A Canadian student has filed a human rights complaint over a campus blackface incident:

“Anthony Morgan filmed the students at a Hautes Études Commerciales (HEC) school sporting event earlier this month, as they were dressed in Jamaican colours with their skin painted black. They were also chanting in mock Jamaican accents about smoking marijuana.”

Mother Jones reports on the “gutsiest” student newspapers of 2011:

“In April, La Salle University in Philadelphia demanded that an embarrassing story about a business profwho’d hired exotic dancers for a class not run above the fold in the Collegian. The paper’s solution? It left the top of its front page blank and ran the story below the fold, gaining national attention. Well played, friends, well played.”

 Maurice Sendak talks about why he doesn’t think of himself as a children’s book author

“I don’t know what that means. How do you write for children? I really have never figured that out. So I decided to just ignore it. I knew that my books would only be published as children’s books. And I once objected fiercely to that. I wanted Outside Over There to be realized as a complex work of art.

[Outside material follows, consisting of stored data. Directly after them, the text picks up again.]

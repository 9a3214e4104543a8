use axum::{
    Json,
    extract::rejection::JsonRejection,
    extract::multipart::{MultipartError, MultipartRejection},
    http::StatusCode,
    response::{IntoResponse, Response},
};
use serde_json::json;
use std::fmt;

use crate::core::PipelineError;

/// Application error type
///
/// Every variant renders as `{"error": message}` with the matching status.
#[derive(Debug)]
pub enum AppError {
    InternalServerError(String),
    BadRequest(String),
    NotFound(String),
    PayloadTooLarge(String),
}

impl IntoResponse for AppError {
    fn into_response(self) -> Response {
        let (status, error_message) = match self {
            AppError::InternalServerError(msg) => {
                tracing::error!("Internal server error: {}", msg);
                (StatusCode::INTERNAL_SERVER_ERROR, msg)
            }
            AppError::BadRequest(msg) => {
                tracing::warn!("Bad request: {}", msg);
                (StatusCode::BAD_REQUEST, msg)
            }
            AppError::NotFound(msg) => {
                tracing::warn!("Not found: {}", msg);
                (StatusCode::NOT_FOUND, msg)
            }
            AppError::PayloadTooLarge(msg) => {
                tracing::warn!("Payload too large: {}", msg);
                (StatusCode::PAYLOAD_TOO_LARGE, msg)
            }
        };

        let body = Json(json!({
            "error": error_message,
        }));

        (status, body).into_response()
    }
}

impl fmt::Display for AppError {
    fn fmt(&self, f: &mut fmt::Formatter<'_>) -> fmt::Result {
        match self {
            AppError::InternalServerError(msg) => write!(f, "Internal server error: {msg}"),
            AppError::BadRequest(msg) => write!(f, "Bad request: {msg}"),
            AppError::NotFound(msg) => write!(f, "Not found: {msg}"),
            AppError::PayloadTooLarge(msg) => write!(f, "Payload too large: {msg}"),
        }
    }
}

impl std::error::Error for AppError {}

impl From<PipelineError> for AppError {
    fn from(err: PipelineError) -> Self {
        match err {
            PipelineError::Validation(msg) => AppError::BadRequest(msg),
            PipelineError::Backend(msg) => AppError::InternalServerError(msg),
            PipelineError::NotFound(msg) => AppError::NotFound(msg),
        }
    }
}

impl From<JsonRejection> for AppError {
    fn from(rejection: JsonRejection) -> Self {
        AppError::BadRequest(rejection.body_text())
    }
}

impl From<MultipartRejection> for AppError {
    fn from(rejection: MultipartRejection) -> Self {
        AppError::BadRequest(rejection.body_text())
    }
}

/// Multipart read failures keep their status, so an upload over the body
/// limit is reported as 413 rather than 400.
impl From<MultipartError> for AppError {
    fn from(err: MultipartError) -> Self {
        if err.status() == StatusCode::PAYLOAD_TOO_LARGE {
            AppError::PayloadTooLarge(err.body_text())
        } else {
            AppError::BadRequest(err.body_text())
        }
    }
}

// Result type alias for convenience
pub type AppResult<T> = Result<T, AppError>;

#[cfg(test)]
mod tests {
    use super::*;
    use axum::body::to_bytes;
    use serde_json::Value;

    async fn render(err: AppError) -> (StatusCode, Value) {
        let response = err.into_response();
        let status = response.status();
        let body = to_bytes(response.into_body(), usize::MAX).await.unwrap();
        (status, serde_json::from_slice(&body).unwrap())
    }

    #[tokio::test]
    async fn test_error_envelope() {
        let (status, body) = render(AppError::BadRequest("No text provided".into())).await;
        assert_eq!(status, StatusCode::BAD_REQUEST);
        assert_eq!(body, json!({"error": "No text provided"}));
    }

    #[tokio::test]
    async fn test_pipeline_error_mapping() {
        let (status, body) =
            render(PipelineError::Backend("Audio conversion failed".into()).into()).await;
        assert_eq!(status, StatusCode::INTERNAL_SERVER_ERROR);
        assert_eq!(body["error"], "Audio conversion failed");

        let (status, _) = render(PipelineError::NotFound("x.mp3 not found".into()).into()).await;
        assert_eq!(status, StatusCode::NOT_FOUND);

        let (status, body) =
            render(PipelineError::Validation("Invalid language".into()).into()).await;
        assert_eq!(status, StatusCode::BAD_REQUEST);
        assert_eq!(body["error"], "Invalid language");
    }

    #[tokio::test]
    async fn test_payload_too_large_envelope() {
        let (status, body) = render(AppError::PayloadTooLarge("Upload too large".into())).await;
        assert_eq!(status, StatusCode::PAYLOAD_TOO_LARGE);
        assert_eq!(body, json!({"error": "Upload too large"}));
    }
}
use super::ServerConfig;
use super::merge::merge_config;
use super::validation::validate;

impl ServerConfig {
    /// Load configuration from environment variables
    ///
    /// Reads configuration from environment variables, with sensible defaults.
    /// Also loads from .env file if present using dotenvy.
    ///
    /// # Errors
    /// Returns an error if:
    /// - Environment variables are malformed
    /// - The neural engine is selected without a subscription key
    /// - Speech-to-text is enabled without a model, or the model file doesn't exist
    pub fn from_env() -> Result<Self, Box<dyn std::error::Error>> {
        // Load .env file if it exists
        let _ = dotenvy::dotenv();

        let config = merge_config(None)?;
        validate(&config)?;

        Ok(config)
    }
}

#[cfg(test)]
mod tests {
    use super::*;
    use crate::config::{Delivery, TtsEngine};
    use serial_test::serial;
    use std::env;
    use std::path::PathBuf;

    // Helper to clean up environment variables after tests
    fn cleanup_env_vars() {
        unsafe {
            env::remove_var("HOST");
            env::remove_var("PORT");
            env::remove_var("TTS_ENGINE");
            env::remove_var("TTS_DELIVERY");
            env::remove_var("AZURE_SPEECH_SUBSCRIPTION_KEY");
            env::remove_var("AZURE_SPEECH_REGION");
            env::remove_var("MEDIA_PATH");
            env::remove_var("STT_MODEL_PATH");
            env::remove_var("FFMPEG_COMMAND");
            env::remove_var("STT_ENABLED");
        }
    }

    #[test]
    #[serial]
    fn test_from_env_neural_requires_key() {
        cleanup_env_vars();

        let result = ServerConfig::from_env();
        assert!(result.is_err());
        assert!(
            result
                .unwrap_err()
                .to_string()
                .contains("AZURE_SPEECH_SUBSCRIPTION_KEY")
        );

        cleanup_env_vars();
    }

    #[test]
    #[serial]
    fn test_from_env_neural_with_key() {
        cleanup_env_vars();
        unsafe {
            env::set_var("AZURE_SPEECH_SUBSCRIPTION_KEY", "azure-key");
            env::set_var("AZURE_SPEECH_REGION", "westeurope");
            env::set_var("STT_ENABLED", "false");
        }

        let config = ServerConfig::from_env().expect("Should load config");
        assert_eq!(config.tts.engine, TtsEngine::Neural);
        assert_eq!(config.neural.api_key, Some("azure-key".to_string()));
        assert_eq!(config.neural.region, "westeurope");
        assert_eq!(config.delivery(), Delivery::Inline);

        cleanup_env_vars();
    }

    #[test]
    #[serial]
    fn test_from_env_offline_engine() {
        cleanup_env_vars();
        unsafe {
            env::set_var("TTS_ENGINE", "offline");
            env::set_var("MEDIA_PATH", "/srv/audio");
            env::set_var("FFMPEG_COMMAND", "/opt/ffmpeg/bin/ffmpeg");
            env::set_var("STT_ENABLED", "false");
        }

        let config = ServerConfig::from_env().expect("Should load config");
        assert_eq!(config.tts.engine, TtsEngine::Offline);
        assert_eq!(config.delivery(), Delivery::Url);
        assert_eq!(config.media.path, PathBuf::from("/srv/audio"));
        assert_eq!(
            config.transcoder.command,
            PathBuf::from("/opt/ffmpeg/bin/ffmpeg")
        );

        cleanup_env_vars();
    }

    #[test]
    #[serial]
    fn test_from_env_host_and_port() {
        cleanup_env_vars();

        unsafe {
            env::set_var("TTS_ENGINE", "offline");
            env::set_var("HOST", "127.0.0.1");
            env::set_var("PORT", "8080");
            env::set_var("STT_ENABLED", "false");
        }

        let config = ServerConfig::from_env().expect("Should load config");
        assert_eq!(config.host, "127.0.0.1");
        assert_eq!(config.port, 8080);

        cleanup_env_vars();
    }

    #[test]
    #[serial]
    fn test_from_env_invalid_port() {
        cleanup_env_vars();
        unsafe {
            env::set_var("TTS_ENGINE", "offline");
            env::set_var("PORT", "not-a-port");
        }

        let result = ServerConfig::from_env();
        assert!(result.is_err());
        assert!(result.unwrap_err().to_string().contains("Invalid PORT"));

        cleanup_env_vars();
    }

    #[test]
    #[serial]
    fn test_from_env_requires_model_unless_disabled() {
        cleanup_env_vars();
        unsafe {
            env::set_var("TTS_ENGINE", "offline");
        }

        let result = ServerConfig::from_env();
        assert!(result.is_err());
        assert!(result.unwrap_err().to_string().contains("STT_MODEL_PATH is required"));

        unsafe {
            env::set_var("STT_ENABLED", "false");
        }
        let config = ServerConfig::from_env().expect("Should load config");
        assert!(!config.stt.enabled);

        cleanup_env_vars();
    }

    #[test]
    #[serial]
    fn test_from_env_missing_model_file() {
        cleanup_env_vars();
        unsafe {
            env::set_var("TTS_ENGINE", "offline");
            env::set_var("STT_MODEL_PATH", "/nonexistent/ggml-base.bin");
        }

        let result = ServerConfig::from_env();
        assert!(result.is_err());
        assert!(result.unwrap_err().to_string().contains("STT_MODEL_PATH"));

        cleanup_env_vars();
    }
}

Well, it wasn’t. And I had to live with that. And yet, perhaps, in some ways, it’s my favorite book of everything I’ve ever done. But it’s a weird book. It’s a weird book. It’s a weird world.”

A British observer warns her country against following America’s higher education model:

“Unfortunately, with our tripling of tuition fees and the shifting of the burden from state to the individual, it is the US trajectory that the UK seems to be following – one that evidence shows is unwise. As massive tuition-fee increases and poor state support in the US take their toll, graduation rates have fallen well behind those of most other industrialised nations.”

Students at a Cairo university have ended a weeklong sit-in after administrators met most of their demands:

“The conflict is also part of a larger wave of campus activism sweeping Egypt. At state universities, students and faculty are demanding the resignation of presidents and deans appointed during the Mubarak era, and the holding of elections to select their replacements. They are also demanding more openness and an end to security interference in campus affairs. The national Egyptian Student Union was reconstituted after a conference at the American University in Cairo in August. Its activities had been suspended 32 years ago by then-president Anwar Sadat.”

Even The Economist has doubts about California’s privatization of public higher education

“In 1990 the state paid 78% of the cost of educating each student. That ratio dropped to 47% last year, and will fall even more during the current academic year, after the latest round of budget cuts, overseen by Jerry Brown, the current governor and son of Pat Brown. In some ways, California has now inverted the priorities of the older Brown’s era. Spending on prisons passed spending on universities in around 2004.”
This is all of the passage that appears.